PPARa Inhibition Overcomes Tumor Derived Exosomal Lipids-Induced Dendritic Cell Dysfunction

Dendritic cells orchestrate the initiation, programming, and regulation of anti-tumor immune responses. Emerging evidence indicates that the tumor microenvironment (TME) induces immune dysfunctional tumor-infiltrating DC (TIDC), characterized by both increased intracellular lipid content and mitochondrial respiration. The underlying mechanism, however, remains largely unclear. Here, we report that fatty acid-carrying tumor-derived exosomes (TDEs) induce immune dysfunctional DC to promote immune evasion. Mechanistically, peroxisome proliferator-activated receptor (PPAR)a responds to the fatty acids delivered by TDEs, resulting in excess lipid droplet biogenesis and enhanced fatty acid oxidation (FAO), culminating in a metabolic shift towards mitochondrial oxidative phosphorylation which drives DC immune dysfunction.
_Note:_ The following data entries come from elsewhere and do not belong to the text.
use std::path::Path;
use std::sync::Arc;
use std::sync::atomic::{AtomicUsize, Ordering};

use axum::Router;
use axum::body::{Body, to_bytes};
use axum::http::{Request, StatusCode, header};
use minidesk::app::{AppState, build_router};
use minidesk::error::StockError;
use minidesk::saving::{FlatFileStore, MemoryStore, ProjectStore};
use minidesk::session::MemorySessionStore;
use minidesk::stocks::QuoteSource;
use serde_json::{Value, json};
use tempfile::tempdir;
use tower::ServiceExt;

struct CannedQuotes {
    body: Value,
    calls: AtomicUsize,
}

#[async_trait::async_trait]
impl QuoteSource for CannedQuotes {
    async fn daily_series(&self, _ticker: &str) -> Result<Value, StockError> {
        self.calls.fetch_add(1, Ordering::SeqCst);
        Ok(self.body.clone())
    }
}

fn canned(body: Value) -> Arc<CannedQuotes> {
    Arc::new(CannedQuotes {
        body,
        calls: AtomicUsize::new(0),
    })
}

fn router_with(store: Arc<dyn ProjectStore>, quotes: Arc<dyn QuoteSource>) -> Router {
    let state = AppState::new(store, Arc::new(MemorySessionStore::default()), quotes)
        .expect("templates compile");
    build_router(Arc::new(state), Path::new("static"))
}

fn router(store: Arc<dyn ProjectStore>) -> Router {
    router_with(store, canned(json!({})))
}

fn post(uri: &str, body: &str, cookie: Option<&str>) -> Request<Body> {
    let mut builder = Request::builder()
        .method("POST")
        .uri(uri)
        .header(header::CONTENT_TYPE, "application/x-www-form-urlencoded");
    if let Some(cookie) = cookie {
        builder = builder.header(header::COOKIE, cookie);
    }
    builder.body(Body::from(body.to_string())).unwrap()
}

fn get(uri: &str, cookie: Option<&str>) -> Request<Body> {
    let mut builder = Request::builder().uri(uri);
    if let Some(cookie) = cookie {
        builder = builder.header(header::COOKIE, cookie);
    }
    builder.body(Body::empty()).unwrap()
}

async fn send(app: &Router, request: Request<Body>) -> (StatusCode, Option<String>, String) {
    let response = app.clone().oneshot(request).await.unwrap();
    let status = response.status();
    let cookie = response
        .headers()
        .get(header::SET_COOKIE)
        .and_then(|v| v.to_str().ok())
        .and_then(|v| v.split(';').next())
        .map(str::to_string);
    let bytes = to_bytes(response.into_body(), usize::MAX).await.unwrap();
    (status, cookie, String::from_utf8(bytes.to_vec()).unwrap())
}

#[tokio::test]
async fn calculator_history_accumulates_and_clears() {
    let app = router(Arc::new(MemoryStore::default()));

    let (status, cookie, _) = send(&app, get("/", None)).await;
    assert_eq!(status, StatusCode::OK);
    let cookie = cookie.expect("session cookie issued on first contact");
    assert!(cookie.starts_with("session="));

    let sums = [("2", "3", "add"), ("10", "4", "subtract"), ("1.5", "2", "multiply")];
    let mut html = String::new();
    for (a, b, op) in sums {
        let form = format!("num1={}&num2={}&operator={}", a, b, op);
        let (status, _, body) = send(&app, post("/", &form, Some(&cookie))).await;
        assert_eq!(status, StatusCode::OK);
        html = body;
    }

    assert_eq!(html.matches("<li>").count(), 3);
    let first = html.find("2.0 + 3.0 = 5").unwrap();
    let second = html.find("10.0 - 4.0 = 6").unwrap();
    let third = html.find("1.5 × 2.0 = 3").unwrap();
    assert!(first < second && second < third);

    let (status, _, _) = send(&app, post("/", "clear=1", Some(&cookie))).await;
    assert_eq!(status, StatusCode::SEE_OTHER);

    let (_, _, html) = send(&app, get("/", Some(&cookie))).await;
    assert_eq!(html.matches("<li>").count(), 0);
    assert!(html.contains("No calculations yet."));
}

#[tokio::test]
async fn calculator_errors_are_rendered_inline() {
    let app = router(Arc::new(MemoryStore::default()));

    let (status, _, html) = send(&app, post("/", "num1=1&num2=0&operator=divide", None)).await;
    assert_eq!(status, StatusCode::OK);
    assert!(html.contains("Division by zero is not allowed."));
    assert!(html.contains("No calculations yet."));

    let (_, _, html) = send(&app, post("/", "num1=abc&num2=1&operator=add", None)).await;
    assert!(html.contains("Please enter valid numeric values."));

    let (_, _, html) = send(&app, post("/", "num1=1&num2=1&operator=power", None)).await;
    assert!(html.contains("Invalid operator selected."));
}

#[tokio::test]
async fn repeated_form_fields_use_the_first_value() {
    let app = router(Arc::new(MemoryStore::default()));

    let form = "num1=1&num1=2&num2=3&operator=add&operator=subtract";
    let (status, _, html) = send(&app, post("/", form, None)).await;
    assert_eq!(status, StatusCode::OK);
    assert!(html.contains("1.0 + 3.0 = 4"));
}

#[tokio::test]
async fn unreadable_form_bodies_render_inline_errors() {
    let app = router(Arc::new(MemoryStore::default()));
    let request = Request::builder()
        .method("POST")
        .uri("/")
        .header(header::CONTENT_TYPE, "text/plain")
        .body(Body::from("num1=1&num2=2&operator=add"))
        .unwrap();

    let (status, _, html) = send(&app, request).await;
    assert_eq!(status, StatusCode::OK);
    assert!(html.contains("Please enter valid numeric values."));
}

#[tokio::test]
async fn session_cookie_is_refreshed_on_each_response() {
    let app = router(Arc::new(MemoryStore::default()));

    let (_, cookie, _) = send(&app, get("/", None)).await;
    let cookie = cookie.unwrap();

    let response = app.clone().oneshot(get("/", Some(&cookie))).await.unwrap();
    let set_cookie = response
        .headers()
        .get(header::SET_COOKIE)
        .and_then(|v| v.to_str().ok())
        .unwrap()
        .to_string();
    assert!(set_cookie.starts_with(&format!("{};", cookie)));
    assert!(set_cookie.contains("Max-Age=86400"));
}

#[tokio::test]
async fn sessions_do_not_share_history() {
    let app = router(Arc::new(MemoryStore::default()));

    let (_, cookie, _) = send(&app, post("/", "num1=1&num2=1&operator=add", None)).await;
    let cookie = cookie.unwrap();
    let (_, other, html) = send(&app, get("/", None)).await;

    assert_ne!(other.unwrap(), cookie);
    assert!(html.contains("No calculations yet."));
}

#[tokio::test]
async fn project_cap_and_file_contents() {
    let dir = tempdir().unwrap();
    let path = dir.path().join("projects.txt");
    let app = router(Arc::new(FlatFileStore::new(&path)));

    for name in ["Alpha", "Beta", "Gamma"] {
        let form = format!("add_project=1&project_name={}", name);
        let (_, _, html) = send(&app, post("/projects", &form, None)).await;
        assert!(html.contains("added successfully!"));
    }

    let (_, _, html) = send(&app, post("/projects", "add_project=1&project_name=Delta", None)).await;
    assert!(html.contains("Only three projects accepted."));
    assert_eq!(std::fs::read_to_string(&path).unwrap(), "Alpha\nBeta\nGamma\n");

    let (_, _, html) = send(
        &app,
        post("/projects", "update_project=1&update_index=1&updated_name=Omega", None),
    )
    .await;
    assert!(html.contains("Project updated:"));
    assert_eq!(std::fs::read_to_string(&path).unwrap(), "Alpha\nOmega\nGamma\n");

    let (_, _, html) = send(&app, post("/projects", "delete_index=0", None)).await;
    assert!(html.contains("deleted."));
    assert_eq!(std::fs::read_to_string(&path).unwrap(), "Omega\nGamma\n");

    let (_, _, html) = send(&app, get("/projects", None)).await;
    assert!(html.contains("Omega"));
    assert!(!html.contains("Alpha"));
}

#[tokio::test]
async fn project_write_failures_roll_back() {
    let store = Arc::new(MemoryStore::failing(vec!["A".to_string(), "B".to_string()]));
    let app = router(store.clone());

    let (_, _, html) = send(&app, post("/projects", "add_project=1&project_name=C", None)).await;
    assert!(html.contains("Failed to save project."));

    let (_, _, html) = send(&app, post("/projects", "delete_index=1", None)).await;
    assert!(html.contains("Failed to delete from file."));

    let (_, _, html) = send(
        &app,
        post("/projects", "update_project=1&update_index=0&updated_name=Z", None),
    )
    .await;
    assert!(html.contains("Failed to save update."));

    assert_eq!(store.snapshot(), ["A", "B"]);
}

#[tokio::test]
async fn bad_project_requests_are_validation_errors() {
    let store = Arc::new(MemoryStore::new(vec!["A".to_string()]));
    let app = router(store.clone());

    let (_, _, html) = send(&app, post("/projects", "delete_index=abc", None)).await;
    assert!(html.contains("Invalid delete request."));

    let (_, _, html) = send(&app, post("/projects", "update_project=1&updated_name=X", None)).await;
    assert!(html.contains("Invalid update request."));

    let (_, _, html) = send(
        &app,
        post("/projects", "update_project=1&update_index=5&updated_name=X", None),
    )
    .await;
    assert!(html.contains("Invalid update."));

    let (_, _, html) = send(&app, post("/projects", "add_project=1&project_name=+++", None)).await;
    assert!(html.contains("Project name cannot be empty."));

    assert_eq!(store.snapshot(), ["A"]);
}

#[tokio::test]
async fn multi_line_project_names_are_refused() {
    let dir = tempdir().unwrap();
    let path = dir.path().join("projects.txt");
    let store = Arc::new(FlatFileStore::new(&path));
    let app = router(store.clone());

    for name in ["a%0Ab", "c%0Ad", "e%0Af"] {
        let form = format!("add_project=1&project_name={}", name);
        let (_, _, html) = send(&app, post("/projects", &form, None)).await;
        assert!(html.contains("Failed to save project."));
    }

    let (_, _, html) = send(&app, post("/projects", "add_project=1&project_name=Solo", None)).await;
    assert!(html.contains("added successfully!"));
    assert_eq!(store.read(), ["Solo"]);
    assert!(store.read().len() <= 3);
    assert_eq!(std::fs::read_to_string(&path).unwrap(), "Solo\n");
}

#[tokio::test]
async fn stock_lookup_renders_latest_quote() {
    let quotes = canned(json!({
        "Time Series (Daily)": {
            "2024-05-01": { "1. open": "10.0", "2. high": "11.0", "3. low": "9.5", "4. close": "10.5", "5. volume": "100" },
            "2024-05-03": { "1. open": "12.0", "2. high": "13.0", "3. low": "11.5", "4. close": "12.5", "5. volume": "300" }
        }
    }));
    let app = router_with(Arc::new(MemoryStore::default()), quotes.clone());

    let (status, _, html) = send(&app, post("/stocks", "ticker=+ibm+", None)).await;
    assert_eq!(status, StatusCode::OK);
    assert!(html.contains("IBM on 2024-05-03"));
    assert!(html.contains("<td>300</td>"));
    assert_eq!(quotes.calls.load(Ordering::SeqCst), 1);
}

#[tokio::test]
async fn stock_errors_are_classified() {
    let quotes = canned(json!({ "Note": "Thank you for using Alpha Vantage!" }));
    let app = router_with(Arc::new(MemoryStore::default()), quotes.clone());
    let (_, _, html) = send(&app, post("/stocks", "ticker=IBM", None)).await;
    assert!(html.contains("API call frequency limit reached."));

    let (_, _, html) = send(&app, post("/stocks", "ticker=", None)).await;
    assert!(html.contains("Please enter a ticker symbol."));
    assert_eq!(quotes.calls.load(Ordering::SeqCst), 1);

    let quotes = canned(json!({ "Error Message": "Invalid API call." }));
    let app = router_with(Arc::new(MemoryStore::default()), quotes);
    let (_, _, html) = send(&app, post("/stocks", "ticker=NOPE", None)).await;
    assert!(html.contains("Invalid ticker symbol or API error."));
}

#[tokio::test]
async fn pages_render_on_get() {
    let app = router(Arc::new(MemoryStore::default()));
    for uri in ["/", "/projects", "/stocks"] {
        let (status, _, html) = send(&app, get(uri, None)).await;
        assert_eq!(status, StatusCode::OK, "{uri}");
        assert!(html.contains("<nav>"), "{uri}");
    }
}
Genetic depletion or pharmacologic inhibition of PPARa effectively attenuates TDE-induced DC-based immune dysfunction and enhances the efficacy of immunotherapy. This work uncovers a role for TDE-mediated immune modulation in DCs and reveals that PPARa lies at the center of metabolic-immune regulation of DCs, suggesting a potential immunotherapeutic target.